Raus aus der zivilen Arbeitswoche, rein in die Uniform hieß es für 17 Männer und drei Frauen, die am Taktik-Aufbauseminar des Reservistenverbandes in Nienburg teilnahmen. Sie investierten ihr Wochenende für dieses Seminar und nahmen teilweise sogar Anfahrtswege von mehr als 500 Kilometern in Kauf. Im Zivilleben üben sie verschiedene Berufe aus, als Reservistinnen und Reservisten gehören sie unterschiedlichen Truppengattungen des Heeres, dem Sanitätsdienst und der Luftwaffe an. Vom Obergefreiten ROA (Reserveoffizieranwärter) bis zum Oberstleutnant und zur Oberfeldärztin waren fast alle Dienstgrade vertreten.
Fuat B. beispielsweise ist Sprachmittler beim Bundessprachenamt in Hürth. Einmal pro Jahr zieht er seine Uniform an und unterstützt die NATO-Sicherheitstruppe KFOR im Feldnachrichtenzug des jeweiligen Einsatzkontingentes. Er erklärt seine Motivation: „Als gebürtiger Nordmazedonier verstehe ich nicht nur die Sprache, sondern auch die Mentalität der Menschen im ehemaligen Jugoslawien.“
Eine Teilnehmerin fiel auf, weil sie als einzige keine Uniform trug, sondern sich „oranje-camouflage“ kleidete: Geertje V. ist Niederländerin. Zehn Jahre hat sie in den Niederländischen Streitkräften gedient und war zuletzt im niedersächsischen Seedorf stationiert. Dort ist sie nach ihrem Dienstzeitende geblieben. Als Reservistin gehört sie weiterhin den Niederländischen Streitkräften an, ist aber schon seit ihrer aktiven Dienstzeit Mitglied im deutschen Reservistenverband.
So unterschiedlich wie der Teilnehmerkreis waren auch die beiden Dozenten. Oberstleutnant Volker Hahn ist Berufssoldat und stellvertretender Leiter des SIRA-Stützpunkts Hammelburg (SIRA: Simulationssystem für Rahmenübungen). Sein Konterpart, Oberstleutnant a. D. Hendrik Guttau, war Taktiklehrer an der Artillerieschule in Idar-Oberstein. Als Ruheständler stellt er seinen reichen Erfahrungsschatz weiterhin dem Reservistenverband zur Verfügung.
Oberst Manfred Schreiber, Vizepräsident für militärische Ausbildung im Reservistenverband und dessen Landesvorsitzender für Niedersachsen, begrüßte die Teilnehmenden.

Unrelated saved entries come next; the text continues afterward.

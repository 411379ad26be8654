//! # Ranges
//!
//! An ordered pair of positions in one root. Ranges address selections,
//! markers and most operation payloads.

use quire_common::{ModelError, ModelResult};
use serde::{Deserialize, Serialize};

use crate::document::Document;
use crate::node::NodeId;
use crate::operation::Operation;
use crate::position::{Position, PositionJson, PositionOffset, Stickiness};
use crate::tree::Tree;
use crate::tree_walker::{Direction, TreeWalker, TreeWalkerItem, TreeWalkerOptions, WalkerEventKind};

#[derive(Debug, Clone, PartialEq, Eq)]
pub struct Range {
    pub start: Position,
    pub end: Position,
}

#[derive(Debug, Clone, PartialEq, Serialize, Deserialize)]
pub struct RangeJson {
    pub start: PositionJson,
    pub end: PositionJson,
}

impl Range {
    /// Build a range, swapping the ends when `start` is after `end`.
    pub fn new(start: Position, end: Position) -> Self {
        if start.is_after(&end) {
            Self { start: end, end: start }
        } else {
            Self { start, end }
        }
    }

    pub fn collapsed(position: Position) -> Self {
        Self {
            start: position.clone(),
            end: position,
        }
    }

    /// Range covering the whole content of `element`.
    pub fn in_element(tree: &Tree, element: NodeId) -> ModelResult<Self> {
        Ok(Self::new(
            Position::create_at(tree, element, 0)?,
            Position::create_at(tree, element, PositionOffset::End)?,
        ))
    }

    /// Range covering `node` itself.
    pub fn on(tree: &Tree, node: NodeId) -> ModelResult<Self> {
        Ok(Self::new(Position::before(tree, node)?, Position::after(tree, node)?))
    }

    pub fn from_position_and_shift(position: &Position, shift: usize) -> Self {
        Self::new(position.clone(), position.shifted_forward(shift))
    }

    pub fn is_collapsed(&self) -> bool {
        self.start == self.end
    }

    pub fn root(&self) -> NodeId {
        self.start.root
    }

    /// Both ends share a parent.
    pub fn is_flat(&self) -> bool {
        self.start.has_same_parent_as(&self.end)
    }

    /// Strict containment: ends are not contained.
    pub fn contains_position(&self, position: &Position) -> bool {
        position.is_after(&self.start) && position.is_before(&self.end)
    }

    pub fn contains_range(&self, other: &Range, loose: bool) -> bool {
        if other.is_collapsed() {
            return self.contains_position(&other.start) || (loose && (other.start == self.start || other.start == self.end));
        }
        let starts_inside = self.contains_position(&other.start) || self.start == other.start;
        let ends_inside = self.contains_position(&other.end) || self.end == other.end;
        starts_inside && ends_inside
    }

    pub fn contains_item(&self, tree: &Tree, node: NodeId) -> bool {
        match Position::before(tree, node) {
            Ok(before) => {
                (self.contains_position(&before) || self.start == before)
                    && Position::after(tree, node).map(|after| self.contains_position(&after) || self.end == after).unwrap_or(false)
            }
            Err(_) => false,
        }
    }

    pub fn is_intersecting(&self, other: &Range) -> bool {
        self.start.is_before(&other.end) && self.end.is_after(&other.start)
    }

    pub fn get_intersection(&self, other: &Range) -> Option<Range> {
        if !self.is_intersecting(other) {
            return None;
        }
        let start = if self.start.is_before(&other.start) { other.start.clone() } else { self.start.clone() };
        let end = if self.end.is_after(&other.end) { other.end.clone() } else { self.end.clone() };
        Some(Range::new(start, end))
    }

    /// Deepest container holding both ends.
    pub fn common_ancestor(&self, tree: &Tree) -> Option<NodeId> {
        self.start.common_ancestor(tree, &self.end)
    }

    /// The element exactly covered by this range, if any.
    pub fn contained_element(&self, tree: &Tree) -> Option<NodeId> {
        if self.is_collapsed() {
            return None;
        }
        let node = self.start.node_after(tree)?;
        let after = self.end.node_before(tree)?;
        (node == after && tree.is_element(node)).then_some(node)
    }

    pub fn get_walker<'t>(&self, tree: &'t Tree, options: TreeWalkerOptions) -> ModelResult<TreeWalker<'t>> {
        TreeWalker::new(tree, TreeWalkerOptions {
            boundaries: Some(self.clone()),
            ..options
        })
    }

    /// Items (elements and text proxies) inside the range; shallow unless
    /// `deep` is set.
    pub fn get_items(&self, tree: &Tree, deep: bool) -> Vec<TreeWalkerItem> {
        let options = TreeWalkerOptions {
            shallow: !deep,
            ignore_element_end: true,
            ..TreeWalkerOptions::default()
        };
        match self.get_walker(tree, options) {
            Ok(walker) => walker.map(|value| value.item).collect(),
            Err(_) => Vec::new(),
        }
    }

    /// Positions visited walking the range, including both ends.
    pub fn get_positions(&self, tree: &Tree) -> Vec<Position> {
        let mut positions = vec![self.start.clone()];
        let options = TreeWalkerOptions {
            single_characters: true,
            ..TreeWalkerOptions::default()
        };
        if let Ok(walker) = self.get_walker(tree, options) {
            positions.extend(walker.map(|value| value.next_position));
        }
        positions
    }

    /// Split the range into ranges that each have a single parent.
    pub fn get_minimal_flat_ranges(&self, tree: &Tree) -> Vec<Range> {
        let mut ranges = Vec::new();
        let diff_at = self.start.common_path(&self.end).len();

        let mut pos = self.start.clone();
        let mut pos_parent = pos.parent(tree);

        if self.start.path.len() > diff_at + 1 {
            // Climb from the start up to the level below the common ancestor.
            while pos.path.len() > diff_at + 1 {
                let Some(parent) = pos_parent else { break };
                let how_many = tree.max_offset(parent).saturating_sub(pos.offset());
                if how_many != 0 {
                    ranges.push(Range::new(pos.clone(), pos.shifted_forward(how_many)));
                }
                let mut up = pos.path[..pos.path.len() - 1].to_vec();
                if let Some(last) = up.last_mut() {
                    *last += 1;
                }
                pos = Position::from_parts(pos.root, up);
                pos_parent = pos.parent(tree);
            }
        }

        while pos.path.len() <= self.end.path.len() {
            let depth = pos.path.len() - 1;
            let end_offset = self.end.path[depth];
            let how_many = end_offset.saturating_sub(pos.offset());
            if how_many != 0 {
                ranges.push(Range::new(pos.clone(), pos.shifted_forward(how_many)));
            }
            if pos.path.len() == self.end.path.len() {
                break;
            }
            let mut down = pos.path.clone();
            if let Some(last) = down.last_mut() {
                *last += how_many;
            }
            down.push(0);
            pos = Position::from_parts(pos.root, down);
        }
        ranges
    }

    pub fn get_transformed_by_operation(&self, operation: &Operation) -> Range {
        let start = self.start.clone().with_stickiness(if self.is_collapsed() { Stickiness::ToNone } else { Stickiness::ToNext });
        let end = self.end.clone().with_stickiness(if self.is_collapsed() { Stickiness::ToNone } else { Stickiness::ToPrevious });
        let mut start = start.get_transformed_by_operation(operation);
        let mut end = end.get_transformed_by_operation(operation);
        start.stickiness = self.start.stickiness;
        end.stickiness = self.end.stickiness;
        if start.is_after(&end) || start.root != end.root {
            return Range::collapsed(start);
        }
        Range { start, end }
    }

    pub fn to_json(&self, tree: &Tree) -> RangeJson {
        RangeJson {
            start: self.start.to_json(tree),
            end: self.end.to_json(tree),
        }
    }

    pub fn from_json(json: &RangeJson, document: &Document) -> ModelResult<Range> {
        let start = Position::from_json(&json.start, document)?;
        let end = Position::from_json(&json.end, document)?;
        if start.root != end.root {
            return Err(ModelError::new("model-range-different-roots", "Range ends must share a root"));
        }
        Ok(Range::new(start, end))
    }

    /// Text proxies and elements inside the range, in document order.
    pub fn contained_text_and_elements(&self, tree: &Tree) -> Vec<TreeWalkerItem> {
        let options = TreeWalkerOptions {
            direction: Direction::Forward,
            ..TreeWalkerOptions::default()
        };
        match self.get_walker(tree, options) {
            Ok(walker) => walker
                .filter(|value| value.kind != WalkerEventKind::ElementEnd)
                .map(|value| value.item)
                .collect(),
            Err(_) => Vec::new(),
        }
    }
}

Er stellte sich zugleich als Kommandeur des Heimatschutzregiments 3 vor und gab Einblicke in die Aufgaben dieses neuen Verbandes, der erst im Oktober 2023 aufgestellt worden war. Viele Soldatinnen und Soldaten des Regiments hielten sich am selben Wochenende in der Kaserne auf. Einige von ihnen bereiteten die Heimatschutz-Übung „National Guardian“ nach, andere absolvierten die Ausbildung zum Soldaten der Reserve. Oberst Schreiber lobte die guten Ausbildungsvoraussetzungen, die die Nienburger Clausewitz-Kaserne bietet.

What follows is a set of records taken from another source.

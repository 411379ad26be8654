use std::collections::BTreeMap;

use quire_common::{ModelError, ModelResult};
use tracing::debug;

use super::{delete_selection, operation_count, track, DeleteContentOptions, SelectionTarget};
use crate::node::{Attributes, Item, NodeId, NodeInput};
use crate::position::{Position, PositionOffset, Stickiness};
use crate::range::Range;
use crate::schema::{Schema, TEXT};
use crate::selection::{Selectable, Selection, SelectionPlace};
use crate::tree::Tree;
use crate::writer::Writer;

/// Where the selection goes after [`insert_object`].
#[derive(Debug, Clone, Copy, PartialEq, Eq)]
pub enum ObjectPlacement {
    /// Select the object itself.
    On,
    /// Collapse after the object, in the next text container (one is
    /// created when missing).
    After,
}

#[derive(Debug, Clone, Copy, Default, PartialEq, Eq)]
pub struct InsertObjectOptions {
    /// Insert block objects next to the selected block instead of
    /// splitting it.
    pub find_optimal_position: bool,
    pub set_selection: Option<ObjectPlacement>,
}

/// Insert `content` at the selection and return the range it occupies.
///
/// A non-collapsed selection is deleted first. Inline content goes in
/// place. Block content splits the surrounding blocks up to the nearest
/// ancestor that allows it and the outermost inserted blocks are merged
/// with the split halves. Inline runs that the target does not allow are
/// wrapped in the paragraph-like element; anything else that cannot be
/// placed is dropped, as are attributes the schema does not allow. The selection ends up after the inserted content.
pub fn insert_content(writer: &Writer<'_>, content: NodeInput, mut target: SelectionTarget<'_>) -> ModelResult<Range> {
    let mut selection = target.resolve(writer)?;
    if !selection.is_collapsed() {
        delete_selection(writer, &mut selection, DeleteContentOptions::default())?;
    }
    let position = selection
        .first_position()
        .ok_or_else(|| ModelError::new("model-insertcontent-no-selection", "Cannot insert content without a selection"))?;

    let fragment = into_fragment(writer, content)?;
    let affected = insert_fragment_at(writer, fragment, &position)?;
    target.store(writer, Selection::collapsed_at(affected.end.clone()))?;
    Ok(affected)
}
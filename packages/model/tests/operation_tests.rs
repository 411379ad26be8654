//! Operation round trips through documents and models.

use quire_model::dev_utils::{get_data, set_data};
use quire_model::operation::RootAttributeOperation;
use quire_model::{
    Attributes, Direction, Document, MarkerOptions, Model, ModelResult, Operation, OperationBehavior, Range, TreeWalker, TreeWalkerOptions,
    Writer,
};
use serde_json::json;

#[test]
fn test_reversed_operation_restores_content() {
    let model = Model::new();
    set_data(&model, None, "<paragraph>foo</paragraph>").unwrap();
    let version = model.document().version();
    let root = model.document().get_root("main").unwrap();
    let paragraph = model.document().tree().child(root, 0).unwrap();

    let batch = model
        .change(|writer| {
            writer.insert_text("bar", Attributes::new(), &writer.create_position_at(paragraph, 3)?)?;
            Ok(writer.batch())
        })
        .unwrap();
    assert_eq!(get_data(&model, None, false).unwrap(), "<paragraph>foobar</paragraph>");

    let operation = batch.borrow().operations()[0].clone();
    assert_eq!(operation.base_version(), Some(version));
    model.apply_operation(operation.get_reversed()).unwrap();

    assert_eq!(get_data(&model, None, false).unwrap(), "<paragraph>foo</paragraph>");
    assert_eq!(model.document().version(), version + 2);
    assert_eq!(model.document().history().operations().len() as u64, version + 2);
}

/// Applies `edit` as a single operation, then its reverse, and checks that
/// `observe` sees the original state again two versions later.
fn assert_reverses(data: &str, edit: impl FnOnce(&Writer<'_>) -> ModelResult<()>, observe: impl Fn(&Model) -> String) {
    let model = Model::new();
    set_data(&model, None, data).unwrap();
    let version = model.document().version();
    let before = observe(&model);

    let batch = model
        .change(|writer| {
            edit(writer)?;
            Ok(writer.batch())
        })
        .unwrap();
    let operations = batch.borrow().operations().to_vec();
    assert_eq!(operations.len(), 1, "{operations:?}");
    assert_ne!(observe(&model), before);

    model.apply_operation(operations[0].get_reversed()).unwrap();

    assert_eq!(observe(&model), before);
    assert_eq!(model.document().version(), version + 2);
}

fn content(model: &Model) -> String {
    get_data(model, None, false).unwrap()
}

#[test]
fn test_merge_is_reversible() {
    assert_reverses(
        "<paragraph>foo</paragraph><paragraph>bar</paragraph>",
        |writer| {
            let root = writer.model().document().get_root("main").unwrap();
            writer.merge(&writer.create_position_at(root, 1)?)
        },
        content,
    );
}

#[test]
fn test_split_is_reversible() {
    assert_reverses(
        "<paragraph>foobar</paragraph>",
        |writer| {
            let root = writer.model().document().get_root("main").unwrap();
            let paragraph = writer.model().document().tree().child(root, 0).unwrap();
            writer.split(&writer.create_position_at(paragraph, 3)?, None).map(|_| ())
        },
        content,
    );
}

#[test]
fn test_move_is_reversible() {
    assert_reverses(
        "<paragraph>ab</paragraph><paragraph>cd</paragraph>",
        |writer| {
            let root = writer.model().document().get_root("main").unwrap();
            let second = writer.model().document().tree().child(root, 1).unwrap();
            writer.move_range(&writer.create_range_on(second)?, &writer.create_position_at(root, 0)?)
        },
        content,
    );
}

#[test]
fn test_rename_is_reversible() {
    assert_reverses(
        "<paragraph>foo</paragraph>",
        |writer| {
            let root = writer.model().document().get_root("main").unwrap();
            let paragraph = writer.model().document().tree().child(root, 0).unwrap();
            writer.rename(paragraph, "heading")
        },
        content,
    );
}

#[test]
fn test_marker_is_reversible() {
    assert_reverses(
        "<paragraph>foo</paragraph>",
        |writer| {
            let root = writer.model().document().get_root("main").unwrap();
            writer.add_marker("comment", MarkerOptions {
                range: writer.create_range_in(root)?,
                using_operation: true,
                affects_data: false,
            })
        },
        |model| model.document().markers().has("comment").to_string(),
    );
}

#[test]
fn test_root_is_reversible() {
    assert_reverses(
        "<paragraph>foo</paragraph>",
        |writer| writer.add_root("sidebar", "$root").map(|_| ()),
        |model| {
            let document = model.document();
            document.get_root("sidebar").is_some_and(|root| document.is_root_attached(root)).to_string()
        },
    );
}

#[test]
fn test_operation_log_replays_into_another_model() {
    let source = Model::new();
    let replica = Model::new();
    set_data(&source, None, "<paragraph>foo</paragraph>").unwrap();
    set_data(&replica, None, "<paragraph>foo</paragraph>").unwrap();

    let last_operation_json = |writer: &Writer<'_>| {
        let document = writer.model().document();
        let operation = document.history().operations().last().unwrap();
        operation.to_json_value(document.tree()).unwrap()
    };
    let log = source
        .change(|writer| {
            let root = writer.model().document().get_root("main").unwrap();
            let paragraph = writer.model().document().tree().child(root, 0).unwrap();
            writer.insert_text("bar", Attributes::new(), &writer.create_position_at(paragraph, 3)?)?;
            let inserted = last_operation_json(writer);
            writer.set_attribute("lang", json!("en"), paragraph)?;
            Ok(vec![inserted, last_operation_json(writer)])
        })
        .unwrap();

    for value in &log {
        let operation = replica.operation_from_json(value).unwrap();
        assert_eq!(&operation.to_json_value(replica.document().tree()).unwrap(), value);
        replica.apply_operation(operation).unwrap();
    }

    assert_eq!(content(&replica), content(&source));
    assert_eq!(replica.document().version(), source.document().version());
}

#[test]
fn test_operation_with_stale_version_is_rejected() {
    let model = Model::new();
    set_data(&model, None, "<paragraph>foo</paragraph>").unwrap();
    let root = model.document().get_root("main").unwrap();

    let stale = RootAttributeOperation::new(root, "lang", None, Some(json!("en")), Some(model.document().version() + 5));
    let err = model.apply_operation(Operation::RootAttribute(stale)).unwrap_err();

    assert_eq!(err.code, "model-document-applyoperation-wrong-version");
}

#[test]
fn test_root_attribute_json_round_trip() {
    let mut document = Document::new();
    let root = document.create_root("$root", "main").unwrap();

    let operation = RootAttributeOperation::new(root, "lang", None, Some(json!("en")), Some(0));
    let applied = document.apply_operation(Operation::RootAttribute(operation)).unwrap();
    assert_eq!(document.tree().get_attribute(root, "lang"), Some(&json!("en")));
    assert_eq!(applied.type_name(), "addRootAttribute");

    let value = applied.to_json_value(document.tree()).unwrap();
    assert_eq!(value["__className"], json!("RootAttributeOperation"));
    assert_eq!(value["root"], json!("main"));

    let restored = Operation::from_json(&value, &mut document).unwrap();
    assert_eq!(restored, applied);

    let mut unknown = value.clone();
    unknown["root"] = json!("sidebar");
    let err = Operation::from_json(&unknown, &mut document).unwrap_err();
    assert_eq!(err.code, "rootattribute-operation-fromjson-no-root");
}

#[test]
fn test_unknown_operation_class_is_rejected() {
    let mut document = Document::new();
    let err = Operation::from_json(&json!({ "__className": "TeleportOperation" }), &mut document).unwrap_err();
    assert_eq!(err.code, "model-operation-fromjson-unknown-class");
}

#[test]
fn test_remove_on_fragment_detaches_without_version() {
    let model = Model::new();
    let version = model.document().version();

    let (fragment, batch) = model
        .change(|writer| {
            let fragment = writer.create_document_fragment()?;
            writer.insert_text("abc", Attributes::new(), &writer.create_position_at(fragment, 0)?)?;
            let start = writer.create_position_at(fragment, 0)?;
            writer.remove(Range::from_position_and_shift(&start, 1))?;
            Ok((fragment, writer.batch()))
        })
        .unwrap();

    let batch = batch.borrow();
    assert!(matches!(batch.operations().last(), Some(Operation::Detach(_))));
    assert!(!batch.has_document_operations());
    assert_eq!(model.document().version(), version);

    let document = model.document();
    let tree = document.tree();
    let text = tree.child(fragment, 0).unwrap();
    assert_eq!(tree.data(text), Some("bc"));
}

#[test]
fn test_backward_walk_mirrors_forward_walk() {
    let model = Model::new();
    set_data(&model, None, r#"<paragraph>ab<$text bold="true">c</$text></paragraph><paragraph></paragraph>"#).unwrap();
    let document = model.document();
    let tree = document.tree();
    let root = document.get_root("main").unwrap();
    let range = Range::in_element(tree, root).unwrap();

    let walk = |direction| {
        TreeWalker::new(tree, TreeWalkerOptions {
            direction,
            boundaries: Some(range.clone()),
            ..TreeWalkerOptions::default()
        })
        .unwrap()
        .map(|value| (value.kind, value.item))
        .collect::<Vec<_>>()
    };

    let forward = walk(Direction::Forward);
    let backward = walk(Direction::Backward).into_iter().rev().collect::<Vec<_>>();

    assert_eq!(forward.len(), 6);
    assert_eq!(forward, backward);
}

Das Szenario des Taktik-Seminars entstammte der NATO-Übungslage „Pandora“: Der Aggressor Wislania trauert seiner imperialen Vergangenheit nach und überfällt den westlich-demokratisch orientierten Staat Altraverdo, um eine Region mit wichtiger Industrie und wertvollen Bodenschätzen zu annektieren. Die NATO entsendet Truppen zur Unterstützung von Altraverdo, an denen sich auch Deutschland beteiligt. Angriffstaktik und Ausrüstung des angreifenden Staates Wislania glichen nicht von ungefähr denen des Warschauer Paktes. Seit dem Überfall Russlands auf die Ukraine werden innerhalb der NATO wieder Lagen durchgespielt, die an die Zeit vor 1990 erinnern.
In der Rolle des Kommandeurs eines Panzergrenadierbataillons mussten die Teilnehmenden einen Befehl für die Verteidigung erarbeiten. In Kleingruppen erarbeiteten sie die einzelnen, aufeinander aufbauenden Schritte von der Lagebeurteilung über die Entschlussfassung bis zur Erstellung des Befehls. Die beiden engagierten Ausbilder standen ihnen dabei zur Seite und ließen keinen auf ein „falsches Gleis“ geraten, sodass letztlich alle gemeinsam zum Ziel kamen. Oberstleutnant Hahn zeigte sich „absolut begeistert von dem Ergebnis“. „Wir sind noch nie so weit gekommen“, bestätigte auch Oberstleutnant Guttau.